What you need to do =
The records should be restated exactly from their first line through the line with "pub fn header(mut" in it.

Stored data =
==*==

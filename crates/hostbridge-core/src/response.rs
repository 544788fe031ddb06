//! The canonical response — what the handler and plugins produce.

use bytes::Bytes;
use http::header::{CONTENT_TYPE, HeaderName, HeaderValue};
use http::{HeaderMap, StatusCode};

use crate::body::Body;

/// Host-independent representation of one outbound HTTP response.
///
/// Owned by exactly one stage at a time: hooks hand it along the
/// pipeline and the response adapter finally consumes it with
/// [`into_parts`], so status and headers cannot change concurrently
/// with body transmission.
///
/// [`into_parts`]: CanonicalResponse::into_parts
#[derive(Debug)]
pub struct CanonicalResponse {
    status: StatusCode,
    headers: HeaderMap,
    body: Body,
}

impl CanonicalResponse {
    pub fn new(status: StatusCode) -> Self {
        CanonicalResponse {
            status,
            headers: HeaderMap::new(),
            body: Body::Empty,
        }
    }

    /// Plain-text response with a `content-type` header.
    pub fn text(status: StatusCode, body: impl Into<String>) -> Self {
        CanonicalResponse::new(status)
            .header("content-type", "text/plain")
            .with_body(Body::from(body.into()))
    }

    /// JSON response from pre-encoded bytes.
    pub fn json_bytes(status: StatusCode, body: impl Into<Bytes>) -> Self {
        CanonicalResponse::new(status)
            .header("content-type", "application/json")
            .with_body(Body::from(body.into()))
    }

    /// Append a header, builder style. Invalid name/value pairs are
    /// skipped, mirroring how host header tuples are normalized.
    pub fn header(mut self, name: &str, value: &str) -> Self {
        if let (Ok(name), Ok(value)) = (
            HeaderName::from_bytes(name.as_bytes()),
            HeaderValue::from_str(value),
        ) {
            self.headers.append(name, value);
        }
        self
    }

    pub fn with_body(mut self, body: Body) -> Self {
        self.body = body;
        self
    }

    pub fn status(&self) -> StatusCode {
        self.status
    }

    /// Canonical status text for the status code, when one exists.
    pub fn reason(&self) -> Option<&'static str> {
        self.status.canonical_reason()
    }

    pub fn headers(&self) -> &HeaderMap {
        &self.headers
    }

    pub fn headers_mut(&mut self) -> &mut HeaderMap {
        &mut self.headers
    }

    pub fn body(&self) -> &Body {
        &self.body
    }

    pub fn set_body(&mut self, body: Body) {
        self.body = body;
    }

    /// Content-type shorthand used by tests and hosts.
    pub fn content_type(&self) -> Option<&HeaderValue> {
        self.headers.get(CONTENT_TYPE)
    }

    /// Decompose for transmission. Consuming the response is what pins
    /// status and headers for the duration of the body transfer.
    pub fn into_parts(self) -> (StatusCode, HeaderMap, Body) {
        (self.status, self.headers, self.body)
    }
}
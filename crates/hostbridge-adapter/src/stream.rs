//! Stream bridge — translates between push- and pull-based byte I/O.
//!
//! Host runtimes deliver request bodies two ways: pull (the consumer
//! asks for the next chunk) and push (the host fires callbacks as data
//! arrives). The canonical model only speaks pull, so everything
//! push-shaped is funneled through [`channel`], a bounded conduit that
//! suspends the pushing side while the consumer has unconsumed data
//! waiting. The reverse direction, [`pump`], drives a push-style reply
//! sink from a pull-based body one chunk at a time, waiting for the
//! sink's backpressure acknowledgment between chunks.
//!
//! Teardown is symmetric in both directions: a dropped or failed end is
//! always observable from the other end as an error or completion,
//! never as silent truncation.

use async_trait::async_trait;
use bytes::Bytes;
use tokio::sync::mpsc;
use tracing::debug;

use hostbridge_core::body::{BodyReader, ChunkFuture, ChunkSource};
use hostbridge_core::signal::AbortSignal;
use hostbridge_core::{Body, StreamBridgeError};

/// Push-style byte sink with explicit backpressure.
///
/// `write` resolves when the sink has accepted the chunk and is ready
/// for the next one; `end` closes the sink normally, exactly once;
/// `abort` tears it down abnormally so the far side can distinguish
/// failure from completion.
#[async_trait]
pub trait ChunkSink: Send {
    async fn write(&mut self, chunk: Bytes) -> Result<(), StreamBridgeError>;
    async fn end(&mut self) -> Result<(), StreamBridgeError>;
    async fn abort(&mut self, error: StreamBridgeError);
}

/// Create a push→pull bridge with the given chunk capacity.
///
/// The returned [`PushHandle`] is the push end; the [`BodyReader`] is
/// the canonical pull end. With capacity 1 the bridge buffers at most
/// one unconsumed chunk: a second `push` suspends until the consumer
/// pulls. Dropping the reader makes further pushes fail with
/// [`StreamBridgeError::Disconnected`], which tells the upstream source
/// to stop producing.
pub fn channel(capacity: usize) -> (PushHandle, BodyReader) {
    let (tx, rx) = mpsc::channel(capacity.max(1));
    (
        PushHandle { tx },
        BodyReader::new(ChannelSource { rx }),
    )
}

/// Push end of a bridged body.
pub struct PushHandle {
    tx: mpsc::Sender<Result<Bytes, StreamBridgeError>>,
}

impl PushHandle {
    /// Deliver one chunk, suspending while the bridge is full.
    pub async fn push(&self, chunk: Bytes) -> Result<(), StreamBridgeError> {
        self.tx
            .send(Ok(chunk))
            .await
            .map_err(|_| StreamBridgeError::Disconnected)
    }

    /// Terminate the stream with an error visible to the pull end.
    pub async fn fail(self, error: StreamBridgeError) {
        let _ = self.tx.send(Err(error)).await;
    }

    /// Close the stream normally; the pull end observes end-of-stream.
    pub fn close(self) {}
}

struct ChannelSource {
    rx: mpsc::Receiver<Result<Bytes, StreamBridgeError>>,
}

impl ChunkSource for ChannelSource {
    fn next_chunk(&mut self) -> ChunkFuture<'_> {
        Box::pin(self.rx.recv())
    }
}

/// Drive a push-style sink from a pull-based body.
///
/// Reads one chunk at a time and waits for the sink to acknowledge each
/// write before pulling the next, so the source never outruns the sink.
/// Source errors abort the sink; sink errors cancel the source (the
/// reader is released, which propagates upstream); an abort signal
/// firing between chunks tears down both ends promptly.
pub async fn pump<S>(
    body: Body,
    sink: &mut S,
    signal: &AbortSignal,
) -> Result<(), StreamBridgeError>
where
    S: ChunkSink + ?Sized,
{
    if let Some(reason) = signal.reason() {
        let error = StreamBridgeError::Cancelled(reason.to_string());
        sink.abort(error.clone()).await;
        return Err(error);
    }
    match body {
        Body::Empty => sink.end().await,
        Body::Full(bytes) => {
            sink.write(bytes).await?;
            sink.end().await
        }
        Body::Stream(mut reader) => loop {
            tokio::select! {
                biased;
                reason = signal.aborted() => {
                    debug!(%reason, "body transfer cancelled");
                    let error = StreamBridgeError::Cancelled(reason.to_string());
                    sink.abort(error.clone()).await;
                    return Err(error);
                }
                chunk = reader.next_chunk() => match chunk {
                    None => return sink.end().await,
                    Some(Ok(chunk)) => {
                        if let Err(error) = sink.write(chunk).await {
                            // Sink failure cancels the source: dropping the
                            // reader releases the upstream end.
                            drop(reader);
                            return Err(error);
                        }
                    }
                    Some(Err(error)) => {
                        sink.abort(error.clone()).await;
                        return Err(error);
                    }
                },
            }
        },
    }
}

==*==

Task answer =
filename crates/hostbridge-core/src/response.rs
repository 544788fe031ddb06
//! The canonical response — what the handler and plugins produce.

use bytes::Bytes;
use http::header::{CONTENT_TYPE, HeaderName, HeaderValue};
use http::{HeaderMap, StatusCode};

use crate::body::Body;

/// Host-independent representation of one outbound HTTP response.
///
/// Owned by exactly one stage at a time: hooks hand it along the
/// pipeline and the response adapter finally consumes it with
/// [`into_parts`], so status and headers cannot change concurrently
/// with body transmission.
///
/// [`into_parts`]: CanonicalResponse::into_parts
#[derive(Debug)]
pub struct CanonicalResponse {
    status: StatusCode,
    headers: HeaderMap,
    body: Body,
}

impl CanonicalResponse {
    pub fn new(status: StatusCode) -> Self {
        CanonicalResponse {
            status,
            headers: HeaderMap::new(),
            body: Body::Empty,
        }
    }

    /// Plain-text response with a `content-type` header.
    pub fn text(status: StatusCode, body: impl Into<String>) -> Self {
        CanonicalResponse::new(status)
            .header("content-type", "text/plain")
            .with_body(Body::from(body.into()))
    }

    /// JSON response from pre-encoded bytes.
    pub fn json_bytes(status: StatusCode, body: impl Into<Bytes>) -> Self {
        CanonicalResponse::new(status)
            .header("content-type", "application/json")
            .with_body(Body::from(body.into()))
    }

    /// Append a header, builder style. Invalid name/value pairs are
    /// skipped, mirroring how host header tuples are normalized.
    pub fn header(mut self, name: &str, value: &str) -> Self {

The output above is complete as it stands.